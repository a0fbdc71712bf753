//! Route registration and dispatch for backend services.
//!
//! # Responsibilities
//! - Store compiled routes per method in registration order
//! - Dispatch a method + path to the first matching handler
//! - Record protection tiers for registered routes
//!
//! # Design Decisions
//! - Duplicate compiled patterns are rejected at registration time
//! - Explicit `NotFound` rather than a silent default
//! - Tier entries live apart from the dispatch table; they are what a
//!   backend advertises in its handshake

use std::collections::HashMap;

use crate::error::{GatewayError, GatewayResult};
use crate::routing::matcher::PathPattern;
use crate::routing::protected::{ProtectedRoutes, Tier};

/// Handle to a registered route, used to attach protection tiers.
#[derive(Debug, Clone)]
pub struct RouteRef {
    method: String,
    pattern: PathPattern,
}

impl RouteRef {
    pub fn method(&self) -> &str {
        &self.method
    }

    pub fn pattern(&self) -> &PathPattern {
        &self.pattern
    }
}

#[derive(Debug)]
struct Route<H> {
    pattern: PathPattern,
    handler: H,
}

/// Outcome of a dispatch lookup.
#[derive(Debug)]
pub enum RouteMatch<'a, H> {
    Found {
        handler: &'a H,
        params: HashMap<String, String>,
    },
    NotFound,
}

/// Pattern router generic over the handler type.
#[derive(Debug)]
pub struct Router<H> {
    routes: HashMap<String, Vec<Route<H>>>,
    protected: ProtectedRoutes,
}

impl<H> Default for Router<H> {
    fn default() -> Self {
        Self {
            routes: HashMap::new(),
            protected: ProtectedRoutes::new(),
        }
    }
}

impl<H> Router<H> {
    pub fn new() -> Self {
        Self::default()
    }

    /// Register a handler. Fails on a malformed template or a duplicate route.
    pub fn register(&mut self, method: &str, template: &str, handler: H) -> GatewayResult<RouteRef> {
        let method = method.to_ascii_uppercase();
        let pattern = PathPattern::compile(template)?;

        let routes = self.routes.entry(method.clone()).or_default();
        if routes.iter().any(|r| r.pattern.as_str() == pattern.as_str()) {
            return Err(GatewayError::RouteConflict {
                method,
                pattern: pattern.as_str().to_string(),
            });
        }

        routes.push(Route {
            pattern: pattern.clone(),
            handler,
        });
        Ok(RouteRef { method, pattern })
    }

    pub fn get(&mut self, template: &str, handler: H) -> GatewayResult<RouteRef> {
        self.register("GET", template, handler)
    }

    pub fn post(&mut self, template: &str, handler: H) -> GatewayResult<RouteRef> {
        self.register("POST", template, handler)
    }

    pub fn put(&mut self, template: &str, handler: H) -> GatewayResult<RouteRef> {
        self.register("PUT", template, handler)
    }

    pub fn delete(&mut self, template: &str, handler: H) -> GatewayResult<RouteRef> {
        self.register("DELETE", template, handler)
    }

    pub fn protect(&mut self, routes: &[RouteRef]) {
        self.attach(routes, Tier::Protect);
    }

    pub fn strict(&mut self, routes: &[RouteRef]) {
        self.attach(routes, Tier::Strict);
    }

    pub fn private(&mut self, routes: &[RouteRef]) {
        self.attach(routes, Tier::Private);
    }

    fn attach(&mut self, routes: &[RouteRef], tier: Tier) {
        for route in routes {
            self.protected.push(&route.method, route.pattern.clone(), tier);
        }
    }

    pub fn protected_routes(&self) -> &ProtectedRoutes {
        &self.protected
    }

    /// Find the first route for `method` matching `path`.
    pub fn dispatch(&self, method: &str, path: &str) -> RouteMatch<'_, H> {
        let Some(routes) = self.routes.get(&method.to_ascii_uppercase()) else {
            return RouteMatch::NotFound;
        };

        for route in routes {
            if let Some(params) = route.pattern.captures(path) {
                return RouteMatch::Found {
                    handler: &route.handler,
                    params,
                };
            }
        }
        RouteMatch::NotFound
    }
}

WHAT NEEDS TO BE DONE: Retype the records that precede this task, keeping them exactly the same.

SOLUTION TO THIS TASK:
repository a0fbdc71712bf753
//! Route registration and dispatch for backend services.
//!
//! # Responsibilities
//! - Store compiled routes per method in registration order
//! - Dispatch a method + path to the first matching handler
//! - Record protection tiers for registered routes
//!
//! # Design Decisions
//! - Duplicate compiled patterns are rejected at registration time
//! - Explicit `NotFound` rather than a silent default
//! - Tier entries live apart from the dispatch table; they are what a
//!   backend advertises in its handshake

use std::collections::HashMap;

use crate::error::{GatewayError, GatewayResult};
use crate::routing::matcher::PathPattern;
use crate::routing::protected::{ProtectedRoutes, Tier};

/// Handle to a registered route, used to attach protection tiers.
#[derive(Debug, Clone)]
pub struct RouteRef {
    method: String,
    pattern: PathPattern,
}

impl RouteRef {
    pub fn method(&self) -> &str {
        &self.method
    }

    pub fn pattern(&self) -> &PathPattern {
        &self.pattern
    }
}

#[derive(Debug)]
struct Route<H> {
    pattern: PathPattern,
    handler: H,
}

/// Outcome of a dispatch lookup.
#[derive(Debug)]
pub enum RouteMatch<'a, H> {
    Found {
        handler: &'a H,
        params: HashMap<String, String>,
    },
    NotFound,
}

/// Pattern router generic over the handler type.
#[derive(Debug)]
pub struct Router<H> {
    routes: HashMap<String, Vec<Route<H>>>,
    protected: ProtectedRoutes,
}

impl<H> Default for Router<H> {
    fn default() -> Self {
        Self {
            routes: HashMap::new(),
            protected: ProtectedRoutes::new(),
        }
    }
}

impl<H> Router<H> {
    pub fn new() -> Self {
        Self::default()
    }

    /// Register a handler. Fails on a malformed template or a duplicate route.
    pub fn register(&mut self, method: &str, template: &str, handler: H) -> GatewayResult<RouteRef> {
        let method = method.to_ascii_uppercase();
        let pattern = PathPattern::compile(template)?;

        let routes = self.routes.entry(method.clone()).or_default();
        if routes.iter().any(|r| r.pattern.as_str() == pattern.as_str()) {
            return Err(GatewayError::RouteConflict {
                method,
                pattern: pattern.as_str().to_string(),
            });
        }

        routes.push(Route {
            pattern: pattern.clone(),
            handler,
        });
        Ok(RouteRef { method, pattern })
    }

    pub fn get(&mut self, template: &str, handler: H) -> GatewayResult<RouteRef> {
        self.register("GET", template, handler)
    }

    pub fn post(&mut self, template: &str, handler: H) -> GatewayResult<RouteRef> {
        self.register("POST", template, handler)
    }

    pub fn put(&mut self, template: &str, handler: H) -> GatewayResult<RouteRef> {
        self.register("PUT", template, handler)
    }

    pub fn delete(&mut self, template: &str, handler: H) -> GatewayResult<RouteRef> {
        self.register("DELETE", template, handler)
    }

    pub fn protect(&mut self, routes: &[RouteRef]) {
        self.attach(routes, Tier::Protect);
    }

    pub fn strict(&mut self, routes: &[RouteRef]) {
        self.attach(routes, Tier::Strict);
    }

    pub fn private(&mut self, routes: &[RouteRef]) {
        self.attach(routes, Tier::Private);
    }

    fn attach(&mut self, routes: &[RouteRef], tier: Tier) {
        for route in routes {
            self.protected.push(&route.method, route.pattern.clone(), tier);
        }
    }

    pub fn protected_routes(&self) -> &ProtectedRoutes {
        &self.protected
    }

    /// Find the first route for `method` matching `path`.
    pub fn dispatch(&self, method: &str, path: &str) -> RouteMatch<'_, H> {
        let Some(routes) = self.routes.get(&method.to_ascii_uppercase()) else {
            return RouteMatch::NotFound;
        };

        for route in routes {
            if let Some(params) = route.pattern.captures(path) {
                return RouteMatch::Found {
                    handler: &route.handler,
                    params,
                };
            }
        }
        RouteMatch::NotFound
    }
}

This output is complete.